TASK TO COMPLETE – Make a tally of the lines in the records that include the string "title", and give only that number.

========================================================================

use std::fmt;

use serde::{Deserialize, Serialize};

use super::program::ProgramCategory;

/// Identifier assigned to a team by the competition results service.
#[derive(Debug, Clone, Copy, PartialEq, Eq, PartialOrd, Ord, Hash, Serialize, Deserialize)]
#[serde(transparent)]
pub struct TeamId(pub u32);

impl fmt::Display for TeamId {
    fn fmt(&self, f: &mut fmt::Formatter<'_>) -> fmt::Result {
        write!(f, "{}", self.0)
    }
}

/// Minimal identity carried by ranking and skills records.
#[derive(Debug, Clone, PartialEq, Eq, Serialize, Deserialize)]
pub struct TeamRef {
    pub id: TeamId,
    #[serde(default)]
    pub number: String,
    #[serde(default, skip_serializing_if = "Option::is_none")]
    pub grade: Option<String>,
}

impl TeamRef {
    pub fn new(id: TeamId, number: impl Into<String>) -> Self {
        Self {
            id,
            number: number.into(),
            grade: None,
        }
    }
}

#[derive(Debug, Clone, Default, PartialEq, Eq, Serialize, Deserialize)]
pub struct TeamLocation {
    #[serde(default)]
    pub city: Option<String>,
    #[serde(default)]
    pub region: Option<String>,
    #[serde(default)]
    pub country: Option<String>,
}

/// Roster entry for a team registered at an event.
#[derive(Debug, Clone, PartialEq, Eq, Serialize, Deserialize)]
pub struct Team {
    pub id: TeamId,
    pub number: String,
    #[serde(default, skip_serializing_if = "Option::is_none")]
    pub name: Option<String>,
    #[serde(default, skip_serializing_if = "Option::is_none")]
    pub organization: Option<String>,
    #[serde(default)]
    pub grade: String,
    #[serde(default)]
    pub location: TeamLocation,
}

impl Team {
    pub fn new(id: TeamId, number: impl Into<String>, grade: impl Into<String>) -> Self {
        Self {
            id,
            number: number.into(),
            name: None,
            organization: None,
            grade: grade.into(),
            location: TeamLocation::default(),
        }
    }

    /// Builds a placeholder roster entry from the identity a ranking record carries.
    pub fn from_ref(team: &TeamRef) -> Self {
        Self::new(team.id, team.number.clone(), team.grade.clone().unwrap_or_default())
    }

    pub fn to_ref(&self) -> TeamRef {
        TeamRef {
            id: self.id,
            number: self.number.clone(),
            grade: (!self.grade.is_empty()).then(|| self.grade.clone()),
        }
    }
}

/// Qualification match standing for one team in one division.
#[derive(Debug, Clone, PartialEq, Serialize, Deserialize)]
pub struct QualifierRanking {
    pub team: TeamRef,
    pub rank: u32,
    #[serde(default)]
    pub wins: u32,
    #[serde(default)]
    pub losses: u32,
    #[serde(default)]
    pub ties: u32,
    #[serde(default)]
    pub wp: u32,
    #[serde(default)]
    pub ap: u32,
    #[serde(default)]
    pub sp: u32,
    #[serde(default, skip_serializing_if = "Option::is_none")]
    pub high_score: Option<i32>,
    #[serde(default, skip_serializing_if = "Option::is_none")]
    pub average_points: Option<f64>,
    #[serde(default, skip_serializing_if = "Option::is_none")]
    pub total_points: Option<u32>,
}

impl QualifierRanking {
    pub fn new(team: TeamRef, rank: u32) -> Self {
        Self {
            team,
            rank,
            wins: 0,
            losses: 0,
            ties: 0,
            wp: 0,
            ap: 0,
            sp: 0,
            high_score: None,
            average_points: None,
            total_points: None,
        }
    }

    pub fn record(&self) -> String {
        format!("{}-{}-{}", self.wins, self.losses, self.ties)
    }
}

/// Best score and number of runs for one skills challenge.
#[derive(Debug, Clone, Copy, Default, PartialEq, Eq, Serialize, Deserialize)]
pub struct ChallengeScore {
    pub score: u32,
    pub attempts: u32,
}

impl ChallengeScore {
    pub fn new(score: u32, attempts: u32) -> Self {
        Self { score, attempts }
    }
}

/// Combined skills standing for one team at an event. A rank of 0 means unranked.
#[derive(Debug, Clone, PartialEq, Eq, Serialize, Deserialize)]
pub struct SkillsRanking {
    pub team: TeamRef,
    pub rank: u32,
    #[serde(default)]
    pub programming: ChallengeScore,
    #[serde(default)]
    pub driver: ChallengeScore,
}

impl SkillsRanking {
    pub fn new(
        team: TeamRef,
        rank: u32,
        programming: ChallengeScore,
        driver: ChallengeScore,
    ) -> Self {
        Self {
            team,
            rank,
            programming,
            driver,
        }
    }

    pub fn combined_score(&self) -> u32 {
        self.programming.score.saturating_add(self.driver.score)
    }

    pub fn is_ranked(&self) -> bool {
        self.rank > 0
    }
}

/// Award offered at a division, as published by the event.
#[derive(Debug, Clone, PartialEq, Eq, Serialize, Deserialize)]
pub struct AwardDescriptor {
    pub title: String,
    #[serde(default)]
    pub order: u32,
    #[serde(default, skip_serializing_if = "Option::is_none")]
    pub division_id: Option<u32>,
}

impl AwardDescriptor {
    pub fn new(title: impl Into<String>, order: u32) -> Self {
        Self {
            title: title.into(),
            order,
            division_id: None,
        }
    }
}

/// Capstone awards whose eligibility is computed from rankings.
#[derive(Debug, Clone, Copy, PartialEq, Eq, PartialOrd, Ord, Hash, Serialize, Deserialize)]
#[serde(rename_all = "snake_case")]
pub enum AwardCategory {
    AllAround,
    Excellence,
}

impl AwardCategory {
    pub fn ordered() -> [AwardCategory; 2] {
        [AwardCategory::AllAround, AwardCategory::Excellence]
    }

    /// Substring identifying this category inside an award title.
    pub fn marker(&self) -> &'static str {
        match self {
            AwardCategory::AllAround => "All-Around Champion",
            AwardCategory::Excellence => "Excellence Award",
        }
    }

    pub fn label(&self) -> &'static str {
        match self {
            AwardCategory::AllAround => "All-Around Champion",
            AwardCategory::Excellence => "Excellence",
        }
    }

    pub fn parse(raw: &str) -> Option<Self> {
        match raw.trim().to_ascii_lowercase().replace(['-', ' '], "_").as_str() {
            "all_around" | "allaround" | "all_around_champion" => Some(Self::AllAround),
            "excellence" | "excellence_award" => Some(Self::Excellence),
            _ => None,
        }
    }
}

/// Event/division identity attached to a dataset for logging and batch keys.
#[derive(Debug, Clone, Default, PartialEq, Eq, Serialize, Deserialize)]
pub struct DivisionRef {
    #[serde(default)]
    pub event_id: u32,
    #[serde(default)]
    pub event_name: String,
    #[serde(default)]
    pub division_id: u32,
    #[serde(default)]
    pub division_name: String,
}

/// Already-fetched inputs for one division of one event.
#[derive(Debug, Clone, PartialEq, Serialize, Deserialize)]
pub struct DivisionDataset {
    #[serde(default)]
    pub program: ProgramCategory,
    #[serde(default)]
    pub division: DivisionRef,
    #[serde(default)]
    pub teams: Vec<Team>,
    #[serde(default)]
    pub rankings: Vec<QualifierRanking>,
    #[serde(default)]
    pub skills: Vec<SkillsRanking>,
    #[serde(default)]
    pub awards: Vec<AwardDescriptor>,
}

========================================================================

SOLUTION – 4